:: Exercise materials ::
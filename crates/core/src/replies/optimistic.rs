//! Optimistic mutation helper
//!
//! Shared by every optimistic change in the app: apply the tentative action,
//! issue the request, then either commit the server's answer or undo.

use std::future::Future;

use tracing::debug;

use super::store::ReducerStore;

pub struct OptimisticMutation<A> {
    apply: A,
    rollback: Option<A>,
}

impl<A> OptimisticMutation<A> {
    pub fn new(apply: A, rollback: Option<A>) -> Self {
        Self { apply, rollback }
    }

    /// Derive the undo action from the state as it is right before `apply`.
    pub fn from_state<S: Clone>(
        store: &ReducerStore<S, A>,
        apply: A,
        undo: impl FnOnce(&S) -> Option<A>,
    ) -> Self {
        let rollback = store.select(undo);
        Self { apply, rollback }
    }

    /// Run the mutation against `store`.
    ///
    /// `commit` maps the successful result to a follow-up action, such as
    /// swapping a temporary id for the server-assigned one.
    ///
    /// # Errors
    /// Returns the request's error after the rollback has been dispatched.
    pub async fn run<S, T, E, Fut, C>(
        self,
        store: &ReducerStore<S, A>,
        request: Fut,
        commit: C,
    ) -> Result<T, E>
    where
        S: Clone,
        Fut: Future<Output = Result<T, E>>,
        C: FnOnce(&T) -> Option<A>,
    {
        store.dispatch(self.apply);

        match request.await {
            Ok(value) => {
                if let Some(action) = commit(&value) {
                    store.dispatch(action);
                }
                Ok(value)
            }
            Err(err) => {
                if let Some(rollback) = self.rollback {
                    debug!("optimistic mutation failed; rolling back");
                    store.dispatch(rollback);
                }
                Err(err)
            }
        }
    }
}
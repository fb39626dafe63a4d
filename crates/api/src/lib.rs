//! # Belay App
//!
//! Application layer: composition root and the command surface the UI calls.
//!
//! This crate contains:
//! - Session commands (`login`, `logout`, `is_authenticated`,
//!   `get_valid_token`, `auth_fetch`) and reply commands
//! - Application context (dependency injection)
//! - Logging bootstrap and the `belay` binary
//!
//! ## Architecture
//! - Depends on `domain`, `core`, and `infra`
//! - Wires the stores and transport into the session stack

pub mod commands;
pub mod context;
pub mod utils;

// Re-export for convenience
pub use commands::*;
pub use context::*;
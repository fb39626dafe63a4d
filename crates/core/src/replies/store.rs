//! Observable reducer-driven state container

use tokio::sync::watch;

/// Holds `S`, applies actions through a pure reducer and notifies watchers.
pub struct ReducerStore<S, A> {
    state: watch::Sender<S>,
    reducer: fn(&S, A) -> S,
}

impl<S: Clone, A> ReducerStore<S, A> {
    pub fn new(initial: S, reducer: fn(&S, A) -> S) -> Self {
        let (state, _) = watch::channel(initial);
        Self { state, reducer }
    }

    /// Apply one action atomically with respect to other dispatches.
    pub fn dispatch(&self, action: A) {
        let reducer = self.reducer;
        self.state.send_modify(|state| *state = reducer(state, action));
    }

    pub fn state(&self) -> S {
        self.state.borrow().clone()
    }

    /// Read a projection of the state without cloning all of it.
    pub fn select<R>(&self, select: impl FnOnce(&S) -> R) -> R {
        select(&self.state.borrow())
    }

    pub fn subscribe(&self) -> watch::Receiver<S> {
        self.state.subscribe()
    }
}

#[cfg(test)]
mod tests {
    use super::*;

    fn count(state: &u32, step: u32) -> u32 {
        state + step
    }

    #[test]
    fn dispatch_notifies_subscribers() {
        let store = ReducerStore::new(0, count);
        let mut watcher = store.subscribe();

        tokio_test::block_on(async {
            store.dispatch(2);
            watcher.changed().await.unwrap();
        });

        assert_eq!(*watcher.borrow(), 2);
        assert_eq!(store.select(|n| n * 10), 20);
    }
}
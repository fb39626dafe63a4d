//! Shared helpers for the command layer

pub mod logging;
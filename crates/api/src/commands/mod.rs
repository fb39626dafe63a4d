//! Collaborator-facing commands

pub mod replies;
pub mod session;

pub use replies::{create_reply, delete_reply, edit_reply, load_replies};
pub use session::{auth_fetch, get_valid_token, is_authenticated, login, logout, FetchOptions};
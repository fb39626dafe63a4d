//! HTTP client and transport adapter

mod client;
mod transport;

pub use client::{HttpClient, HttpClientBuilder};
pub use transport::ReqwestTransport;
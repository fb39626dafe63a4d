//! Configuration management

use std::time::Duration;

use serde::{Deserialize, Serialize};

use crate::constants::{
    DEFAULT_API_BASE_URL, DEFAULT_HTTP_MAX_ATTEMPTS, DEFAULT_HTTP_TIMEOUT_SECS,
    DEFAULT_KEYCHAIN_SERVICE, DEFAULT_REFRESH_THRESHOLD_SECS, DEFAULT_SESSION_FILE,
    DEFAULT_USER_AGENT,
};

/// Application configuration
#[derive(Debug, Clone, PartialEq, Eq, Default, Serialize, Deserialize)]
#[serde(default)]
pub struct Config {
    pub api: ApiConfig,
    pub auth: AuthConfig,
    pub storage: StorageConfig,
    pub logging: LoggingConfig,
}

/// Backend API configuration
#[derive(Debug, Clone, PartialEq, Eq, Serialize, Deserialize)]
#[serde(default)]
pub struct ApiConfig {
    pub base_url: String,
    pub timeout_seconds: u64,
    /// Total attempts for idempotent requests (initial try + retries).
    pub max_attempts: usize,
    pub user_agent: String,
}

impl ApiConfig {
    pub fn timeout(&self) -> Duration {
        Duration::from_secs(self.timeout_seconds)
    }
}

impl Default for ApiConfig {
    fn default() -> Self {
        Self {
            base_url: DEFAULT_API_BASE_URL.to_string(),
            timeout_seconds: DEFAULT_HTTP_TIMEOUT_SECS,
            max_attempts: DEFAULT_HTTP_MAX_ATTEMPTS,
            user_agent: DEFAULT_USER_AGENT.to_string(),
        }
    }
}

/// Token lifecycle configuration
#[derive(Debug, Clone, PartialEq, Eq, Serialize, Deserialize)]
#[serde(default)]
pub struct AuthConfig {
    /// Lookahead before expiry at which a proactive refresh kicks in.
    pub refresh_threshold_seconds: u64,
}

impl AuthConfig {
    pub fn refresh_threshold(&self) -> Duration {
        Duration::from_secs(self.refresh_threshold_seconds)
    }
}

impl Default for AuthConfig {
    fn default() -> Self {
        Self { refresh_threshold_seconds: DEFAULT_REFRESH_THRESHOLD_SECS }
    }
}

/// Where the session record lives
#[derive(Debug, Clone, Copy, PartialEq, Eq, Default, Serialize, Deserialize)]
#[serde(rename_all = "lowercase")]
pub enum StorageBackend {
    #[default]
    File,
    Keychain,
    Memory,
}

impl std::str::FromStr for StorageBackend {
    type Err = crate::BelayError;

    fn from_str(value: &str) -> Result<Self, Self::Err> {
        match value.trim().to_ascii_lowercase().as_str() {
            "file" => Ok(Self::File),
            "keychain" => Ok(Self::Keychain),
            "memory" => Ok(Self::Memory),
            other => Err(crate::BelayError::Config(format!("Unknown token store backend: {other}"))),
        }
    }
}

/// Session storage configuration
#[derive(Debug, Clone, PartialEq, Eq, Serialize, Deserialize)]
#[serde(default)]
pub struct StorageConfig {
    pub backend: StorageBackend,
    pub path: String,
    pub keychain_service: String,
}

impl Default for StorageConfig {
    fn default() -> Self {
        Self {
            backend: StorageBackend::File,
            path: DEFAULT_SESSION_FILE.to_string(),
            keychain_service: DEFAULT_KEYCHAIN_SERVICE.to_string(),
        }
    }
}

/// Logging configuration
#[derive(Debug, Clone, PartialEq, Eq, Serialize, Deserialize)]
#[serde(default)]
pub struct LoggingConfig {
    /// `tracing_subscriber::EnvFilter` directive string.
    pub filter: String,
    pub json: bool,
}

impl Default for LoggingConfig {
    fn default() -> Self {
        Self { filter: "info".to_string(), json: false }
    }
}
:::
Assignment: The full set of records above must be reproduced exactly in the reply.

Output:
filename crates/core/src/replies/optimistic.rs
//! Optimistic mutation helper
//!
//! Shared by every optimistic change in the app: apply the tentative action,
//! issue the request, then either commit the server's answer or undo.

use std::future::Future;

use tracing::debug;

use super::store::ReducerStore;

pub struct OptimisticMutation<A> {
    apply: A,
    rollback: Option<A>,
}

impl<A> OptimisticMutation<A> {
    pub fn new(apply: A, rollback: Option<A>) -> Self {
        Self { apply, rollback }
    }

    /// Derive the undo action from the state as it is right before `apply`.
    pub fn from_state<S: Clone>(
        store: &ReducerStore<S, A>,
        apply: A,
        undo: impl FnOnce(&S) -> Option<A>,
    ) -> Self {
        let rollback = store.select(undo);
        Self { apply, rollback }
    }

    /// Run the mutation against `store`.
    ///
    /// `commit` maps the successful result to a follow-up action, such as
    /// swapping a temporary id for the server-assigned one.
    ///
    /// # Errors
    /// Returns the request's error after the rollback has been dispatched.
    pub async fn run<S, T, E, Fut, C>(
        self,
        store: &ReducerStore<S, A>,
        request: Fut,
        commit: C,
    ) -> Result<T, E>
    where
        S: Clone,
        Fut: Future<Output = Result<T, E>>,
        C: FnOnce(&T) -> Option<A>,
    {
        store.dispatch(self.apply);

        match request.await {
            Ok(value) => {
                if let Some(action) = commit(&value) {
                    store.dispatch(action);
                }
                Ok(value)
            }
            Err(err) => {
                if let Some(rollback) = self.rollback {
                    debug!("optimistic mutation failed; rolling back");
                    store.dispatch(rollback);
                }
                Err(err)
            }
        }
    }
}
repository fb39626dafe63a4d
filename crates/api/src/lib.rs
//! # Belay App
//!
//! Application layer: composition root and the command surface the UI calls.
//!
//! This crate contains:
//! - Session commands (`login`, `logout`, `is_authenticated`,
//!   `get_valid_token`, `auth_fetch`) and reply commands
//! - Application context (dependency injection)
//! - Logging bootstrap and the `belay` binary
//!
//! ## Architecture
//! - Depends on `domain`, `core`, and `infra`
//! - Wires the stores and transport into the session stack

pub mod commands;
pub mod context;
pub mod utils;

// Re-export for convenience
pub use commands::*;
pub use context::*;
repository fb39626dafe63a4d
filename crates/core/src/replies/store.rs
//! Observable reducer-driven state container

use tokio::sync::watch;

/// Holds `S`, applies actions through a pure reducer and notifies watchers.
pub struct ReducerStore<S, A> {
    state: watch::Sender<S>,
    reducer: fn(&S, A) -> S,
}

impl<S: Clone, A> ReducerStore<S, A> {
    pub fn new(initial: S, reducer: fn(&S, A) -> S) -> Self {
        let (state, _) = watch::channel(initial);
        Self { state, reducer }
    }

    /// Apply one action atomically with respect to other dispatches.
    pub fn dispatch(&self, action: A) {
        let reducer = self.reducer;
        self.state.send_modify(|state| *state = reducer(state, action));
    }

    pub fn state(&self) -> S {
        self.state.borrow().clone()
    }

    /// Read a projection of the state without cloning all of it.
    pub fn select<R>(&self, select: impl FnOnce(&S) -> R) -> R {
        select(&self.state.borrow())
    }

    pub fn subscribe(&self) -> watch::Receiver<S> {
        self.state.subscribe()
    }
}

#[cfg(test)]
mod tests {
    use super::*;

    fn count(state: &u32, step: u32) -> u32 {
        state + step
    }

    #[test]
    fn dispatch_notifies_subscribers() {
        let store = ReducerStore::new(0, count);
        let mut watcher = store.subscribe();

        tokio_test::block_on(async {
            store.dispatch(2);
            watcher.changed().await.unwrap();
        });

        assert_eq!(*watcher.borrow(), 2);
        assert_eq!(store.select(|n| n * 10), 20);
    }
}
repository fb39626dafe63a4d
//! Shared helpers for the command layer

pub mod logging;
filename crates/api/src/commands/mod.rs
repository fb39626dafe63a4d
//! Collaborator-facing commands

pub mod replies;
pub mod session;

pub use replies::{create_reply, delete_reply, edit_reply, load_replies};
pub use session::{auth_fetch, get_valid_token, is_authenticated, login, logout, FetchOptions};
repository fb39626dafe63a4d
//! HTTP client and transport adapter

mod client;
mod transport;

pub use client::{HttpClient, HttpClientBuilder};
pub use transport::ReqwestTransport;
repository fb39626dafe63a4d
//! Configuration management

use std::time::Duration;

use serde::{Deserialize, Serialize};

use crate::constants::{
    DEFAULT_API_BASE_URL, DEFAULT_HTTP_MAX_ATTEMPTS, DEFAULT_HTTP_TIMEOUT_SECS,
    DEFAULT_KEYCHAIN_SERVICE, DEFAULT_REFRESH_THRESHOLD_SECS, DEFAULT_SESSION_FILE,
    DEFAULT_USER_AGENT,
};

/// Application configuration
#[derive(Debug, Clone, PartialEq, Eq, Default, Serialize, Deserialize)]
#[serde(default)]
pub struct Config {
    pub api: ApiConfig,
    pub auth: AuthConfig,
    pub storage: StorageConfig,
    pub logging: LoggingConfig,
}

/// Backend API configuration
#[derive(Debug, Clone, PartialEq, Eq, Serialize, Deserialize)]
#[serde(default)]
pub struct ApiConfig {
    pub base_url: String,
    pub timeout_seconds: u64,
    /// Total attempts for idempotent requests (initial try + retries).
    pub max_attempts: usize,
    pub user_agent: String,
}

impl ApiConfig {
    pub fn timeout(&self) -> Duration {
        Duration::from_secs(self.timeout_seconds)
    }
}

impl Default for ApiConfig {
    fn default() -> Self {
        Self {
            base_url: DEFAULT_API_BASE_URL.to_string(),
            timeout_seconds: DEFAULT_HTTP_TIMEOUT_SECS,
            max_attempts: DEFAULT_HTTP_MAX_ATTEMPTS,
            user_agent: DEFAULT_USER_AGENT.to_string(),
        }
    }
}

/// Token lifecycle configuration
#[derive(Debug, Clone, PartialEq, Eq, Serialize, Deserialize)]
#[serde(default)]
pub struct AuthConfig {
    /// Lookahead before expiry at which a proactive refresh kicks in.
    pub refresh_threshold_seconds: u64,
}

impl AuthConfig {
    pub fn refresh_threshold(&self) -> Duration {
        Duration::from_secs(self.refresh_threshold_seconds)
    }
}

impl Default for AuthConfig {
    fn default() -> Self {
        Self { refresh_threshold_seconds: DEFAULT_REFRESH_THRESHOLD_SECS }
    }
}

/// Where the session record lives
#[derive(Debug, Clone, Copy, PartialEq, Eq, Default, Serialize, Deserialize)]
#[serde(rename_all = "lowercase")]
pub enum StorageBackend {
    #[default]
    File,
    Keychain,
    Memory,
}

impl std::str::FromStr for StorageBackend {
    type Err = crate::BelayError;

    fn from_str(value: &str) -> Result<Self, Self::Err> {
        match value.trim().to_ascii_lowercase().as_str() {
            "file" => Ok(Self::File),
            "keychain" => Ok(Self::Keychain),
            "memory" => Ok(Self::Memory),
            other => Err(crate::BelayError::Config(format!("Unknown token store backend: {other}"))),
        }
    }
}

/// Session storage configuration
#[derive(Debug, Clone, PartialEq, Eq, Serialize, Deserialize)]
#[serde(default)]
pub struct StorageConfig {
    pub backend: StorageBackend,
    pub path: String,
    pub keychain_service: String,
}

impl Default for StorageConfig {
    fn default() -> Self {
        Self {
            backend: StorageBackend::File,
            path: DEFAULT_SESSION_FILE.to_string(),
            keychain_service: DEFAULT_KEYCHAIN_SERVICE.to_string(),
        }
    }
}

/// Logging configuration
#[derive(Debug, Clone, PartialEq, Eq, Serialize, Deserialize)]
#[serde(default)]
pub struct LoggingConfig {
    /// `tracing_subscriber::EnvFilter` directive string.
    pub filter: String,
    pub json: bool,
}

impl Default for LoggingConfig {
    fn default() -> Self {
        Self { filter: "info".to_string(), json: false }
    }
}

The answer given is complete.